**Problem details**
Return every line from the one with "type Err = Error;" through the one with "let line = line.trim();", inclusive, exactly as it appears below.

(Stored items)
%%

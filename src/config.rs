//! Configuration for the OpenSearch connection and default query parameters
//!
//! Configuration is loaded once from a properties-style key/value source and
//! is read-only afterwards. Every recognized key has a hard-coded fallback
//! default, so an empty source yields a usable configuration pointing at a
//! local cluster.
//!
//! Recognized keys:
//!
//! | Key | Default |
//! |-----|---------|
//! | `opensearch.host` | `localhost` |
//! | `opensearch.port` | `9200` |
//! | `opensearch.scheme` | `https` |
//! | `opensearch.index.name` | `opensearch_kl_index` |
//! | `opensearch.search.pipeline` | `my-conversation-search-pipeline-deepseek-zh` |
//! | `opensearch.embedding.model.id` | `<embedding-model-id>` |
//! | `opensearch.rag.context.size` | `5` |
//! | `opensearch.rag.timeout` | `15` |
//! | `opensearch.rag.llm.model` | `bedrock/claude` |
//! | `opensearch.rag.result.size` | `2` |
//! | `opensearch.neural.k` | `5` |
//! | `aws.region` | `us-east-1` |
//! | `aws.service` | `es` |
//!
//! The `aws.*` keys are carried through for callers that sign requests
//! themselves; the core client does not consume them.

use std::collections::HashMap;
use std::path::Path;

use crate::error::{Error, Result};

/// Default configuration file name, resolved against the working directory
pub const DEFAULT_CONFIG_FILE: &str = "opensearch.properties";

/// Connection settings and default query parameters for conversational search.
///
/// Numeric values are parsed once at load time; a malformed integer fails the
/// load with [`Error::ConfigParse`] rather than surfacing later at query time.
#[derive(Debug, Clone, PartialEq)]
pub struct OpenSearchConfig {
    host: String,
    port: u16,
    scheme: String,
    index_name: String,
    search_pipeline: String,
    embedding_model_id: String,
    context_size: u32,
    timeout_seconds: u32,
    llm_model: String,
    result_size: u32,
    neural_k: u32,
    aws_region: String,
    aws_service: String,
    /// All raw key/value pairs from the source, recognized or not
    properties: HashMap<String, String>,
}

impl Default for OpenSearchConfig {
    fn default() -> Self {
        // An empty source contains no malformed integers.
        #[allow(clippy::expect_used)]
        let config =
            Self::from_properties(HashMap::new()).expect("empty configuration cannot fail");
        config
    }
}

impl OpenSearchConfig {
    /// Load configuration from `opensearch.properties` in the working directory.
    ///
    /// # Errors
    ///
    /// Returns [`Error::ConfigLoad`] if the file cannot be read and
    /// [`Error::ConfigParse`] if a numeric value is malformed.
    pub fn load() -> Result<Self> {
        Self::from_file(DEFAULT_CONFIG_FILE)
    }

    /// Load configuration from a properties file at `path`.
    ///
    /// # Errors
    ///
    /// Returns [`Error::ConfigLoad`] if the file cannot be read and
    /// [`Error::ConfigParse`] if a numeric value is malformed.
    pub fn from_file(path: impl AsRef<Path>) -> Result<Self> {
        let path = path.as_ref();
        let text = std::fs::read_to_string(path).map_err(|source| Error::ConfigLoad {
            path: path.display().to_string(),
            source,
        })?;
        text.parse()
    }

    /// Build a configuration from an already-collected key/value map.
    ///
    /// # Errors
    ///
    /// Returns [`Error::ConfigParse`] if a numeric value is malformed.
    pub fn from_properties(properties: HashMap<String, String>) -> Result<Self> {
        Ok(Self {
            host: get_string(&properties, "opensearch.host", "localhost"),
            port: parse_int(&properties, "opensearch.port", 9200)?,
            scheme: get_string(&properties, "opensearch.scheme", "https"),
            index_name: get_string(&properties, "opensearch.index.name", "opensearch_kl_index"),
            search_pipeline: get_string(
                &properties,
                "opensearch.search.pipeline",
                "my-conversation-search-pipeline-deepseek-zh",
            ),
            embedding_model_id: get_string(
                &properties,
                "opensearch.embedding.model.id",
                "<embedding-model-id>",
            ),
            context_size: parse_int(&properties, "opensearch.rag.context.size", 5)?,
            timeout_seconds: parse_int(&properties, "opensearch.rag.timeout", 15)?,
            llm_model: get_string(&properties, "opensearch.rag.llm.model", "bedrock/claude"),
            result_size: parse_int(&properties, "opensearch.rag.result.size", 2)?,
            neural_k: parse_int(&properties, "opensearch.neural.k", 5)?,
            aws_region: get_string(&properties, "aws.region", "us-east-1"),
            aws_service: get_string(&properties, "aws.service", "es"),
            properties,
        })
    }

    /// Cluster host name
    #[must_use]
    pub fn host(&self) -> &str {
        &self.host
    }

    /// Cluster port
    #[must_use]
    pub fn port(&self) -> u16 {
        self.port
    }

    /// URL scheme (`http` or `https`)
    #[must_use]
    pub fn scheme(&self) -> &str {
        &self.scheme
    }

    /// Default index to search
    #[must_use]
    pub fn index_name(&self) -> &str {
        &self.index_name
    }

    /// Default server-side search pipeline
    #[must_use]
    pub fn search_pipeline(&self) -> &str {
        &self.search_pipeline
    }

    /// Deployed embedding model id used by the neural query clause
    #[must_use]
    pub fn embedding_model_id(&self) -> &str {
        &self.embedding_model_id
    }

    /// Number of retrieved documents fed to the generator
    #[must_use]
    pub fn context_size(&self) -> u32 {
        self.context_size
    }

    /// Generation timeout forwarded to the server, in seconds
    #[must_use]
    pub fn timeout_seconds(&self) -> u32 {
        self.timeout_seconds
    }

    /// LLM model identifier for answer generation
    #[must_use]
    pub fn llm_model(&self) -> &str {
        &self.llm_model
    }

    /// Number of hits to return
    #[must_use]
    pub fn result_size(&self) -> u32 {
        self.result_size
    }

    /// Number of nearest neighbors for the neural query
    #[must_use]
    pub fn neural_k(&self) -> u32 {
        self.neural_k
    }

    /// AWS region, carried through for request-signing callers
    #[must_use]
    pub fn aws_region(&self) -> &str {
        &self.aws_region
    }

    /// AWS service name, carried through for request-signing callers
    #[must_use]
    pub fn aws_service(&self) -> &str {
        &self.aws_service
    }

    /// Raw value for an arbitrary key from the source, if present
    #[must_use]
    pub fn get(&self, key: &str) -> Option<&str> {
        self.properties.get(key).map(String::as_str)
    }
}

impl std::str::FromStr for OpenSearchConfig {
    type Err = Error;

    /// Parse properties-format text: one `key=value` per line, `#` or `!`
    /// comments, blank lines skipped, whitespace around keys and values
    /// trimmed. Lines without a `=` are ignored.
    fn from_str(text: &str) -> Result<Self> {
        let mut properties = HashMap::new();
        for line in text.lines() {
            let line = line.trim();
            if line.is_empty() || line.starts_with('#') || line.starts_with('!') {
                continue;
            }
            if let Some((key, value)) = line.split_once('=') {
                properties.insert(key.trim().to_string(), value.trim().to_string());
            }
        }
        Self::from_properties(properties)
    }
}

fn get_string(properties: &HashMap<String, String>, key: &str, default: &str) -> String {
    properties
        .get(key)
        .map_or_else(|| default.to_string(), Clone::clone)
}

fn parse_int<T>(properties: &HashMap<String, String>, key: &str, default: T) -> Result<T>
where
    T: std::str::FromStr<Err = std::num::ParseIntError>,
{
    match properties.get(key) {
        None => Ok(default),
        Some(value) => value.parse().map_err(|source| Error::ConfigParse {
            key: key.to_string(),
            value: value.clone(),
            source,
        }),
    }
}

#[cfg(test)]
#[allow(clippy::unwrap_used, clippy::expect_used, clippy::panic)]
mod tests {
    use super::*;

    // ==================== Default value tests ====================

    #[test]
    fn test_defaults_from_empty_source() {
        let config: OpenSearchConfig = "".parse().unwrap();
        assert_eq!(config.host(), "localhost");
        assert_eq!(config.port(), 9200);
        assert_eq!(config.scheme(), "https");
        assert_eq!(config.neural_k(), 5);
        assert_eq!(config.result_size(), 2);
    }

    #[test]
    fn test_defaults_query_parameters() {
        let config = OpenSearchConfig::default();
        assert_eq!(config.index_name(), "opensearch_kl_index");
        assert_eq!(
            config.search_pipeline(),
            "my-conversation-search-pipeline-deepseek-zh"
        );
        assert_eq!(config.embedding_model_id(), "<embedding-model-id>");
        assert_eq!(config.context_size(), 5);
        assert_eq!(config.timeout_seconds(), 15);
        assert_eq!(config.llm_model(), "bedrock/claude");
    }

    #[test]
    fn test_defaults_aws_passthrough() {
        let config = OpenSearchConfig::default();
        assert_eq!(config.aws_region(), "us-east-1");
        assert_eq!(config.aws_service(), "es");
    }

    #[test]
    fn test_default_matches_empty_properties() {
        let from_map = OpenSearchConfig::from_properties(HashMap::new()).unwrap();
        assert_eq!(OpenSearchConfig::default(), from_map);
    }

    // ==================== Properties parsing tests ====================

    #[test]
    fn test_parse_overrides() {
        let config: OpenSearchConfig = "\
            opensearch.host=search.example.com\n\
            opensearch.port=443\n\
            opensearch.scheme=https\n\
            opensearch.index.name=articles\n\
            opensearch.neural.k=10\n"
            .parse()
            .unwrap();
        assert_eq!(config.host(), "search.example.com");
        assert_eq!(config.port(), 443);
        assert_eq!(config.index_name(), "articles");
        assert_eq!(config.neural_k(), 10);
        // Unset keys keep their defaults
        assert_eq!(config.result_size(), 2);
    }

    #[test]
    fn test_parse_comments_and_blank_lines() {
        let config: OpenSearchConfig = "\
            # connection\n\
            ! legacy comment style\n\
            \n\
            opensearch.host=node1\n"
            .parse()
            .unwrap();
        assert_eq!(config.host(), "node1");
    }

    #[test]
    fn test_parse_trims_whitespace() {
        let config: OpenSearchConfig = "  opensearch.host =  node2  \n".parse().unwrap();
        assert_eq!(config.host(), "node2");
    }

    #[test]
    fn test_parse_value_containing_equals() {
        // Only the first '=' splits key from value
        let config: OpenSearchConfig = "opensearch.rag.llm.model=bedrock/claude=v2\n"
            .parse()
            .unwrap();
        assert_eq!(config.llm_model(), "bedrock/claude=v2");
    }

    #[test]
    fn test_parse_line_without_separator_ignored() {
        let config: OpenSearchConfig = "garbage line\nopensearch.port=9201\n".parse().unwrap();
        assert_eq!(config.port(), 9201);
    }

    #[test]
    fn test_arbitrary_key_passthrough() {
        let config: OpenSearchConfig = "aws.region=eu-west-1\ncustom.key=custom-value\n"
            .parse()
            .unwrap();
        assert_eq!(config.aws_region(), "eu-west-1");
        assert_eq!(config.get("custom.key"), Some("custom-value"));
        assert_eq!(config.get("missing.key"), None);
    }

    // ==================== Parse failure tests ====================

    #[test]
    fn test_malformed_port_fails() {
        let result = "opensearch.port=not-a-number\n".parse::<OpenSearchConfig>();
        match result {
            Err(Error::ConfigParse { key, value, .. }) => {
                assert_eq!(key, "opensearch.port");
                assert_eq!(value, "not-a-number");
            }
            other => panic!("expected ConfigParse error, got {other:?}"),
        }
    }

    #[test]
    fn test_malformed_neural_k_fails() {
        let result = "opensearch.neural.k=five\n".parse::<OpenSearchConfig>();
        assert!(matches!(result, Err(Error::ConfigParse { .. })));
    }

    #[test]
    fn test_negative_size_fails() {
        // Sizes are unsigned; a negative literal is a parse failure
        let result = "opensearch.rag.result.size=-1\n".parse::<OpenSearchConfig>();
        assert!(matches!(result, Err(Error::ConfigParse { .. })));
    }

    // ==================== File loading tests ====================

    #[test]
    fn test_from_file_missing() {
        let result = OpenSearchConfig::from_file("/nonexistent/opensearch.properties");
        match result {
            Err(Error::ConfigLoad { path, .. }) => {
                assert!(path.contains("opensearch.properties"));
            }
            other => panic!("expected ConfigLoad error, got {other:?}"),
        }
    }

    #[test]
    fn test_from_file_round_trip() {
        let dir = std::env::temp_dir().join(format!("opensearch-rag-test-{}", std::process::id()));
        std::fs::create_dir_all(&dir).unwrap();
        let path = dir.join("test.properties");
        std::fs::write(&path, "opensearch.host=filehost\nopensearch.port=9301\n").unwrap();

        let config = OpenSearchConfig::from_file(&path).unwrap();
        assert_eq!(config.host(), "filehost");
        assert_eq!(config.port(), 9301);

        std::fs::remove_dir_all(&dir).unwrap();
    }
}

%%

**Result**
    type Err = Error;

    /// Parse properties-format text: one `key=value` per line, `#` or `!`
    /// comments, blank lines skipped, whitespace around keys and values
    /// trimmed. Lines without a `=` are ignored.
    fn from_str(text: &str) -> Result<Self> {
        let mut properties = HashMap::new();
        for line in text.lines() {
            let line = line.trim();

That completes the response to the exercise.